Queste classifiche del Mc Dougall non sembrano davvero troppo soddisfacenti. Vale tuttavia la pena di ricordare la sua definizione dell’istinto. Secondo il Mc Dougall, un istinto è «una disposizione psicofisica ereditaria o innata, che determina il suo possessore a percepire, prestando loro attenzione, oggetti di una certa classe; a sperimentare, nel percepirli, un eccitamente emozionale di una qualità particolare; e ad agire riguardo ad essi in un particolare modo o, almeno, a provare un impulso verso tale azione ».
Gli istinti, dunque, in base a questa definizione, sono « linee di condotta biologiche », secondo le quali, in grado maggiore o minore, ma con dei minimi di obbligatorietà che non possono in alcun modo venire elusi, si svolge la nostra vita. Essi, come giustamente nota il Mc Dougall, presiedono alla stessa « percezione attenta » di oggetti e classi di oggetti a preferenza e con esclusione di altri (entrando in un recinto, una tigre trascurerà completamente, supponiamo, un cesto di mele e un vezzo di perle, e dedicherà tutta la sua attenzione aggressiva ad un tenero capretto: laddove un cavallo o una donna si comporteranno in modo diverso). Anche il Mc Dougall, come altri AA., accentua la caratteristica di « disposizione », di «spontaneità», come essenziale agli istinti; e respinge implicitamente, nella sua definizione, il punto di vista materialistico, per cui la, spinta all’azione dovrebbe essere necessariamente preceduta e dipendente da fatti di ordine fisiologico. In ciò egli è perfettamente in linea con la psicoanalisi, la quale, come vedremo, considera, gli istinti da un angolo sopratutto psicologico.

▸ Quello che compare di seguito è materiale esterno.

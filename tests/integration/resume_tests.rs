/*!
 * Interruption, restart and cancellation of running jobs.
 */

use std::sync::Arc;
use std::time::Duration;

use tokio::sync::Notify;

use bookling::pipeline::{AdvanceOutcome, Stage};
use bookling::providers::mock::MockClient;

use crate::common::{sample_book, sample_paragraph, was_sent, TestPipeline};

/// Book produced by an uninterrupted run of `text`
async fn reference_book(text: &str) -> Vec<u8> {
    let pipeline = TestPipeline::new(MockClient::working());
    let source = pipeline.write_document("reference.txt", text);
    let job = pipeline.orchestrator.create_job(&source, "en", "es").await.unwrap();
    let job = pipeline.orchestrator.run_to_completion(&job.id).await.unwrap();
    std::fs::read(job.book_path.unwrap()).unwrap()
}

#[tokio::test]
async fn test_restart_midTranslation_shouldOnlyTranslateRemainingParagraphs() {
    let text = sample_book(2, 6);
    let pipeline = TestPipeline::new(MockClient::working());
    let source = pipeline.write_document("novel.txt", &text);
    let job = pipeline.orchestrator.create_job(&source, "en", "es").await.unwrap();

    // Queued -> Extracting -> Chaptering -> Translating
    for _ in 0..3 {
        pipeline.orchestrator.advance(&job.id).await.unwrap();
    }
    assert_eq!(pipeline.repo.get_job(&job.id).await.unwrap().unwrap().stage, Stage::Translating);

    // The first chapter was translated before the process went away
    let paragraphs = pipeline.repo.get_paragraphs(&job.id).await.unwrap();
    let done: Vec<(i64, String)> = paragraphs
        .iter()
        .filter(|p| p.chapter_index == 0)
        .map(|p| (p.id, MockClient::translation_of(&p.source_text, "es")))
        .collect();
    pipeline.repo.apply_translations(&job.id, done).await.unwrap();
    assert_eq!(pipeline.repo.paragraph_counts(&job.id).await.unwrap(), (12, 6));

    let (restarted, client) = pipeline.restarted(MockClient::working());
    let results = restarted.resume_incomplete().await.unwrap();
    assert_eq!(results.len(), 1);
    let finished = results.into_iter().next().unwrap().1.unwrap();
    assert_eq!(finished.stage, Stage::Done);

    assert_eq!(pipeline.client.call_count(), 0);
    for p in 0..6 {
        assert!(!was_sent(&client, &sample_paragraph(0, p)));
        assert!(was_sent(&client, &sample_paragraph(1, p)));
    }

    let book = std::fs::read(finished.book_path.unwrap()).unwrap();
    assert_eq!(book, reference_book(&text).await);
}

#[tokio::test]
async fn test_restart_afterEveryStage_shouldProduceIdenticalBook() {
    let text = sample_book(2, 3);
    let expected = reference_book(&text).await;

    for completed in 0..6 {
        let pipeline = TestPipeline::new(MockClient::working());
        let source = pipeline.write_document("novel.txt", &text);
        let job = pipeline.orchestrator.create_job(&source, "en", "es").await.unwrap();
        for _ in 0..completed {
            let outcome = pipeline.orchestrator.advance(&job.id).await.unwrap();
            assert!(matches!(outcome, AdvanceOutcome::Advanced { .. }));
        }

        let (restarted, _) = pipeline.restarted(MockClient::working());
        let finished = restarted.resume(&job.id).await.unwrap();

        assert_eq!(finished.stage, Stage::Done, "restart after {} stages", completed);
        let book = std::fs::read(finished.book_path.unwrap()).unwrap();
        assert_eq!(book, expected, "restart after {} stages", completed);
    }
}

#[tokio::test]
async fn test_cancel_duringTranslation_shouldKeepStageUntilResumed() {
    let gate = Arc::new(Notify::new());
    let pipeline = TestPipeline::new(MockClient::working().with_gate(gate.clone()));
    let source = pipeline.write_document("novel.txt", &sample_book(1, 4));
    let job = pipeline.orchestrator.create_job(&source, "en", "es").await.unwrap();

    let handle = pipeline.orchestrator.spawn(&job.id);
    for _ in 0..500 {
        if pipeline.client.call_count() > 0 {
            break;
        }
        tokio::time::sleep(Duration::from_millis(10)).await;
    }
    assert!(pipeline.client.call_count() > 0, "translation never started");

    assert!(pipeline.orchestrator.cancel(&job.id).await.unwrap());
    let stopped = handle.await.unwrap().unwrap();
    assert_eq!(stopped.stage, Stage::Translating);
    assert!(stopped.error.is_none());
    assert_eq!(pipeline.repo.paragraph_counts(&job.id).await.unwrap(), (4, 0));

    // Still cancelled until resumed
    assert_eq!(
        pipeline.orchestrator.advance(&job.id).await.unwrap(),
        AdvanceOutcome::Cancelled { stage: Stage::Translating }
    );

    let releaser = {
        let gate = gate.clone();
        tokio::spawn(async move {
            loop {
                gate.notify_one();
                tokio::time::sleep(Duration::from_millis(1)).await;
            }
        })
    };
    let finished = pipeline.orchestrator.resume(&job.id).await.unwrap();
    releaser.abort();

    assert_eq!(finished.stage, Stage::Done);
}

#[tokio::test]
async fn test_cancel_finishedJob_shouldReportFalse() {
    let pipeline = TestPipeline::new(MockClient::working());
    let source = pipeline.write_document("novel.txt", &sample_book(1, 2));
    let job = pipeline.orchestrator.create_job(&source, "en", "es").await.unwrap();
    pipeline.orchestrator.run_to_completion(&job.id).await.unwrap();

    assert!(!pipeline.orchestrator.cancel(&job.id).await.unwrap());
    assert_eq!(
        pipeline.orchestrator.advance(&job.id).await.unwrap(),
        AdvanceOutcome::Terminal(Stage::Done)
    );
}

#[tokio::test]
async fn test_cancel_queuedJob_shouldNotStartIt() {
    let pipeline = TestPipeline::new(MockClient::working());
    let source = pipeline.write_document("novel.txt", &sample_book(1, 2));
    let job = pipeline.orchestrator.create_job(&source, "en", "es").await.unwrap();

    assert!(pipeline.orchestrator.cancel(&job.id).await.unwrap());
    let stopped = pipeline.orchestrator.run_to_completion(&job.id).await.unwrap();
    assert_eq!(stopped.stage, Stage::Queued);
    assert_eq!(pipeline.client.call_count(), 0);

    let state = pipeline.orchestrator.current_state(&job.id).await.unwrap();
    assert_eq!(state.stage, Stage::Queued);

    let finished = pipeline.orchestrator.resume(&job.id).await.unwrap();
    assert_eq!(finished.stage, Stage::Done);
}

Il concetto di « istinto » in senso psicologico si è andato precisando in tempi relativamente recenti, ed ha formato oggetto di studio accurato da parte della scienza psicoanalitica. Non si può dire che tutto sia chiaro e definitivo in questo difficile settore, e le difficoltà sono sopratutto dovute al fatto che gli istinti, qualunque definizione si creda di poterne dare, sono, come scrive Freud, « al limite tra lo psichico e il somatico »: sono rappresentanti psichici degli stimoli, che, sorgendo nell’interiorità somatica, pervengono nel piano psichico.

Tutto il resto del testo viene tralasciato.